**What is being asked**
Check each line of the data for "collect", and copy the ones that have it.

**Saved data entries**
──────

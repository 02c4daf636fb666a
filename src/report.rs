//! Plain-text status lines and JSON export of monitored state.

use chrono::{DateTime, Utc};
use serde_json::{json, Value};

use crate::client::job_page_path;
use crate::coordinator::{MonitoredSystemState, SystemHealth};
use crate::data::duration::{format_run_time, format_uptime};
use crate::data::summary::{select_recent_by_state, summarize_with};
use crate::data::{Alarm, JobState, ServerStatus, ServiceJob, ServiceJobWithEvents, TotalPolicy};
use crate::poll::ResourceView;

/// Output options shared by every report.
#[derive(Debug, Clone, Copy)]
pub struct ReportOptions {
    pub total_policy: TotalPolicy,
    /// Cap on the recent-failures list per job type.
    pub max_failed_jobs: usize,
}

/// Status text for a system, without the health label.
pub fn status_text(state: &MonitoredSystemState) -> String {
    match state.health() {
        SystemHealth::Up => state
            .status
            .value()
            .map(ServerStatus::summary_line)
            .unwrap_or_default(),
        SystemHealth::Down => format!(
            "Failed to get server status from {}",
            state.endpoint.base_url()
        ),
        SystemHealth::Unknown => "No status yet".to_string(),
    }
}

/// One line per system: `host:port  UP  <text>`.
pub fn status_line(state: &MonitoredSystemState) -> String {
    let mut line = format!(
        "{:<28} {:<7} {}",
        state.endpoint.to_string(),
        state.health().label(),
        status_text(state)
    );
    if let Some(status) = state.status.value() {
        if state.health() == SystemHealth::Up {
            line.push_str(&format!(
                " (system {}, uptime {})",
                status.system_version.as_deref().unwrap_or("Unknown"),
                format_uptime(status.uptime_millis)
            ));
        }
    }
    if let Some(failure) = &state.status.last_error {
        if failure.consecutive > 1 {
            line.push_str(&format!(" [{} consecutive failures]", failure.consecutive));
        }
    }
    line
}

/// Indented per-job-type count lines for a system.
pub fn job_lines(state: &MonitoredSystemState, options: &ReportOptions) -> Vec<String> {
    state
        .jobs
        .iter()
        .map(|(job_type, view)| match view.value() {
            Some(jobs) => {
                let s = summarize_with(jobs, options.total_policy);
                let stale = if view.is_failing() { " (stale)" } else { "" };
                format!(
                    "    {:<26} failed {:>4}  successful {:>5}  created {:>4}  running {:>4}  total {:>5}{}",
                    job_type, s.num_failed, s.num_successful, s.num_created, s.num_running, s.total, stale
                )
            }
            None => match &view.last_error {
                Some(failure) => format!("    {:<26} error: {}", job_type, failure.error),
                None => format!("    {:<26} pending", job_type),
            },
        })
        .collect()
}

/// One line per alarm for a system.
pub fn alarm_lines(state: &MonitoredSystemState) -> Vec<String> {
    let Some(alarms) = state.alarms.value() else {
        return Vec::new();
    };
    alarms
        .iter()
        .map(|alarm| match &alarm.message {
            Some(message) => format!("    alarm {} [{}]: {}", alarm.name, alarm.state, message),
            None => format!("    alarm {} [{}]", alarm.name, alarm.state),
        })
        .collect()
}

fn error_json<T>(view: &ResourceView<T>) -> Value {
    match &view.last_error {
        Some(failure) => json!({
            "message": failure.error.to_string(),
            "at": failure.at.to_rfc3339(),
            "consecutive": failure.consecutive,
        }),
        None => Value::Null,
    }
}

fn status_json(status: &ServerStatus) -> Value {
    json!({
        "id": status.instance_id,
        "uuid": status.uuid,
        "version": status.service_version,
        "system_version": status.system_version,
        "status": status.status_code,
        "message": status.message,
        "uptime_millis": status.uptime_millis,
        "uptime": format_uptime(status.uptime_millis),
    })
}

fn alarm_json(alarm: &Alarm) -> Value {
    json!({
        "id": alarm.id,
        "name": alarm.name,
        "state": alarm.state,
        "updated_at": alarm.updated_at.to_rfc3339(),
        "message": alarm.message,
    })
}

fn failed_job_json(state: &MonitoredSystemState, job: &ServiceJob) -> Value {
    json!({
        "id": job.id,
        "name": job.name,
        "created_at": job.created_at.to_rfc3339(),
        "updated_at": job.updated_at.to_rfc3339(),
        "run_time": format_run_time(job.run_time_secs),
        "smrt_link_version": job.smrt_link_version,
        "created_by": job.created_by,
        "error_message": job.error_message,
        "url": state.endpoint.url(&job_page_path(job.id)),
    })
}

/// Everything known about one system as JSON.
pub fn system_json(state: &MonitoredSystemState, options: &ReportOptions) -> Value {
    let jobs: serde_json::Map<String, Value> = state
        .jobs
        .iter()
        .map(|(job_type, view)| {
            let body = match view.value() {
                Some(jobs) => json!({
                    "phase": view.phase,
                    "summary": summarize_with(jobs, options.total_policy),
                    "recent_failures": select_recent_by_state(jobs, &JobState::Failed, options.max_failed_jobs)
                        .iter()
                        .map(|job| failed_job_json(state, job))
                        .collect::<Vec<_>>(),
                    "error": error_json(view),
                }),
                None => json!({
                    "phase": view.phase,
                    "summary": Value::Null,
                    "recent_failures": [],
                    "error": error_json(view),
                }),
            };
            (job_type.clone(), body)
        })
        .collect();

    json!({
        "endpoint": state.endpoint.to_string(),
        "base_url": state.endpoint.base_url(),
        "health": state.health(),
        "status_line": status_text(state),
        "status_phase": state.status.phase,
        "status": state.status.value().map(status_json),
        "status_error": error_json(&state.status),
        "alarms": state.alarms.value().map(|alarms| alarms.iter().map(alarm_json).collect::<Vec<_>>()),
        "alarms_phase": state.alarms.phase,
        "alarms_error": error_json(&state.alarms),
        "jobs": Value::Object(jobs),
    })
}

/// Export document for every monitored system.
pub fn export_json(
    states: &[MonitoredSystemState],
    options: &ReportOptions,
    generated_at: DateTime<Utc>,
) -> Value {
    let up = states.iter().filter(|s| s.health() == SystemHealth::Up).count();
    let down = states.iter().filter(|s| s.health() == SystemHealth::Down).count();

    json!({
        "generated_at": generated_at.to_rfc3339(),
        "summary": {
            "total_systems": states.len(),
            "up": up,
            "down": down,
            "unknown": states.len() - up - down,
        },
        "systems": states.iter().map(|s| system_json(s, options)).collect::<Vec<_>>(),
    })
}

/// A job and its events, events sorted by creation time.
pub fn job_detail_json(detail: &ServiceJobWithEvents) -> Value {
    let job = &detail.job;
    json!({
        "job": {
            "id": job.id,
            "name": job.name,
            "job_type_id": job.job_type_id,
            "state": job.state.as_str(),
            "created_at": job.created_at.to_rfc3339(),
            "updated_at": job.updated_at.to_rfc3339(),
            "run_time": format_run_time(job.run_time_secs),
            "smrt_link_version": job.smrt_link_version,
            "created_by": job.created_by,
            "path": job.path,
            "error_message": job.error_message,
        },
        "events": detail.events_chronological().iter().map(|e| json!({
            "event_id": e.event_id,
            "event_type_id": e.event_type_id,
            "state": e.state.as_str(),
            "created_at": e.created_at.to_rfc3339(),
            "message": e.message,
        })).collect::<Vec<_>>(),
    })
}
#[cfg(test)]
mod tests {
    use super::*;
    use crate::client::jobs_path;
    use crate::error::TransportError;
    use crate::poll::PollPhase;
    use crate::testing::{job_json, status_json, ScriptedTransport};
    use serde_json::json;

    const INTERVAL: Duration = Duration::from_secs(60);

    fn alpha() -> RemoteEndpoint {
        RemoteEndpoint::new("alpha", 8081)
    }

    fn beta() -> RemoteEndpoint {
        RemoteEndpoint::new("beta", 8081)
    }

    fn watched(endpoint: RemoteEndpoint, job_types: &[&str]) -> WatchedSystem {
        WatchedSystem {
            endpoint,
            interval: INTERVAL,
            job_types: job_types.iter().map(|s| s.to_string()).collect(),
        }
    }

    fn script_healthy(transport: &ScriptedTransport, endpoint: &RemoteEndpoint) {
        transport.respond(endpoint, "status", status_json(endpoint.host()));
        transport.respond(
            endpoint,
            "services/manifests",
            json!([{"id": "smrtlink", "version": "5.0.0"}]),
        );
        transport.respond(endpoint, "smrt-base/alarms", json!([]));
        transport.respond(
            endpoint,
            &jobs_path("pbsmrtpipe"),
            json!([
                job_json(1, "FAILED", "2017-03-08T08:00:00Z"),
                job_json(2, "SUCCESSFUL", "2017-03-08T09:00:00Z")
            ]),
        );
    }

    async fn advance(d: Duration) {
        tokio::time::sleep(d).await;
        for _ in 0..10 {
            tokio::task::yield_now().await;
        }
    }

    fn coordinator(transport: &Arc<ScriptedTransport>) -> Coordinator {
        Coordinator::new(transport.clone(), Duration::from_secs(30))
    }

    #[tokio::test(start_paused = true)]
    async fn test_state_before_start_is_unknown() {
        let transport = Arc::new(ScriptedTransport::new());
        let mut coordinator = coordinator(&transport);
        assert!(coordinator.add_system(watched(alpha(), &["pbsmrtpipe"])));
        assert!(!coordinator.add_system(watched(alpha(), &[])));

        let state = coordinator.current_state_of(&alpha()).unwrap();
        assert_eq!(state.health(), SystemHealth::Unknown);
        assert_eq!(state.status.phase, PollPhase::Idle);
        assert!(state.jobs.contains_key("pbsmrtpipe"));
        assert!(coordinator.current_state_of(&beta()).is_none());
        assert_eq!(
            coordinator.client(&alpha()).map(|c| c.job_url(7)),
            Some("secondary-analysis/job-manager/jobs/7".to_string())
        );
        assert!(coordinator.client(&beta()).is_none());
        assert_eq!(transport.calls(), 0);
    }

    #[tokio::test(start_paused = true)]
    async fn test_polls_all_resources() {
        let transport = Arc::new(ScriptedTransport::new());
        script_healthy(&transport, &alpha());

        let mut coordinator = Coordinator::with_systems(
            transport.clone(),
            Duration::from_secs(30),
            [watched(alpha(), &["pbsmrtpipe"])],
        );
        coordinator.start();
        advance(Duration::from_millis(1)).await;

        let state = coordinator.current_state_of(&alpha()).unwrap();
        assert!(state.is_settled());
        assert_eq!(state.health(), SystemHealth::Up);
        assert_eq!(
            state.status.value().unwrap().system_version.as_deref(),
            Some("5.0.0")
        );
        assert_eq!(state.alarms.value().map(Vec::len), Some(0));
        assert_eq!(state.jobs_of("pbsmrtpipe").map(<[ServiceJob]>::len), Some(2));
    }

    #[tokio::test(start_paused = true)]
    async fn test_failure_is_isolated_per_system_and_resource() {
        let transport = Arc::new(ScriptedTransport::new());
        script_healthy(&transport, &alpha());
        script_healthy(&transport, &beta());

        let mut coordinator = coordinator(&transport);
        coordinator.add_system(watched(alpha(), &["pbsmrtpipe"]));
        coordinator.add_system(watched(beta(), &["pbsmrtpipe"]));
        coordinator.start();
        advance(Duration::from_millis(1)).await;

        // Beta's status endpoint goes down; its job listing keeps working.
        transport.fail(&beta(), "status", TransportError::NetworkUnreachable("refused".into()));
        advance(INTERVAL).await;

        let alpha_state = coordinator.current_state_of(&alpha()).unwrap();
        let beta_state = coordinator.current_state_of(&beta()).unwrap();
        assert_eq!(alpha_state.health(), SystemHealth::Up);
        assert_eq!(beta_state.health(), SystemHealth::Down);
        // Last known status is still visible alongside the error.
        assert!(beta_state.status.value().is_some());
        assert_eq!(beta_state.jobs["pbsmrtpipe"].phase, PollPhase::Success);
        assert_eq!(beta_state.jobs_of("pbsmrtpipe").map(<[ServiceJob]>::len), Some(2));
    }

    #[tokio::test(start_paused = true)]
    async fn test_stalled_system_does_not_delay_others() {
        let transport = Arc::new(ScriptedTransport::new());
        script_healthy(&transport, &alpha());
        transport.respond_after(&beta(), "status", status_json("beta"), Duration::from_secs(3600));

        let mut coordinator = coordinator(&transport);
        coordinator.add_system(watched(alpha(), &[]));
        coordinator.add_system(watched(beta(), &[]));
        coordinator.start();
        advance(Duration::from_millis(1)).await;

        assert_eq!(
            coordinator.current_state_of(&alpha()).unwrap().health(),
            SystemHealth::Up
        );
        let beta_state = coordinator.current_state_of(&beta()).unwrap();
        assert_eq!(beta_state.status.phase, PollPhase::Polling);
        assert_eq!(beta_state.health(), SystemHealth::Unknown);

        // The 30s deadline turns the stall into a failure.
        advance(Duration::from_secs(31)).await;
        assert_eq!(
            coordinator.current_state_of(&beta()).unwrap().health(),
            SystemHealth::Down
        );
    }

    #[tokio::test(start_paused = true)]
    async fn test_watch_jobs_lazily() {
        let transport = Arc::new(ScriptedTransport::new());
        script_healthy(&transport, &alpha());
        transport.respond(&alpha(), &jobs_path("merge-datasets"), json!([]));

        let mut coordinator = coordinator(&transport);
        coordinator.add_system(watched(alpha(), &[]));
        coordinator.start();
        advance(Duration::from_millis(1)).await;
        assert!(coordinator.current_state_of(&alpha()).unwrap().jobs.is_empty());

        assert!(coordinator.watch_jobs(&alpha(), "merge-datasets"));
        assert!(!coordinator.watch_jobs(&beta(), "merge-datasets"));
        advance(Duration::from_millis(1)).await;

        let state = coordinator.current_state_of(&alpha()).unwrap();
        assert_eq!(state.jobs_of("merge-datasets").map(<[ServiceJob]>::len), Some(0));
        assert_eq!(
            coordinator.watched_job_types(&alpha()).into_iter().collect::<Vec<_>>(),
            vec!["merge-datasets".to_string()]
        );
    }

    #[tokio::test(start_paused = true)]
    async fn test_stop_halts_polling_and_keeps_snapshots() {
        let transport = Arc::new(ScriptedTransport::new());
        script_healthy(&transport, &alpha());

        let mut coordinator = coordinator(&transport);
        coordinator.add_system(watched(alpha(), &["pbsmrtpipe"]));
        coordinator.start();
        advance(Duration::from_millis(1)).await;
        let calls = transport.calls();

        coordinator.stop();
        assert!(!coordinator.is_running());
        advance(INTERVAL * 5).await;
        assert_eq!(transport.calls(), calls);

        let state = coordinator.current_state_of(&alpha()).unwrap();
        assert_eq!(state.status.phase, PollPhase::Idle);
        assert_eq!(state.health(), SystemHealth::Up);
        assert_eq!(state.jobs_of("pbsmrtpipe").map(<[ServiceJob]>::len), Some(2));

        // Restart resumes polling.
        coordinator.start();
        advance(Duration::from_millis(1)).await;
        assert!(transport.calls() > calls);
    }

    #[tokio::test(start_paused = true)]
    async fn test_remove_system() {
        let transport = Arc::new(ScriptedTransport::new());
        script_healthy(&transport, &alpha());

        let mut coordinator = coordinator(&transport);
        coordinator.add_system(watched(alpha(), &[]));
        coordinator.start();
        advance(Duration::from_millis(1)).await;

        assert!(coordinator.remove_system(&alpha()));
        assert!(!coordinator.remove_system(&alpha()));
        let calls = transport.calls();
        advance(INTERVAL * 2).await;
        assert_eq!(transport.calls(), calls);
        assert!(coordinator.endpoints().next().is_none());
    }
}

──────

**Answer to this exercise**
        .collect()
        .collect()
                        .collect::<Vec<_>>(),
        .collect();
        "alarms": state.alarms.value().map(|alarms| alarms.iter().map(alarm_json).collect::<Vec<_>>()),
        "systems": states.iter().map(|s| system_json(s, options)).collect::<Vec<_>>(),
        })).collect::<Vec<_>>(),
            job_types: job_types.iter().map(|s| s.to_string()).collect(),
            coordinator.watched_job_types(&alpha()).into_iter().collect::<Vec<_>>(),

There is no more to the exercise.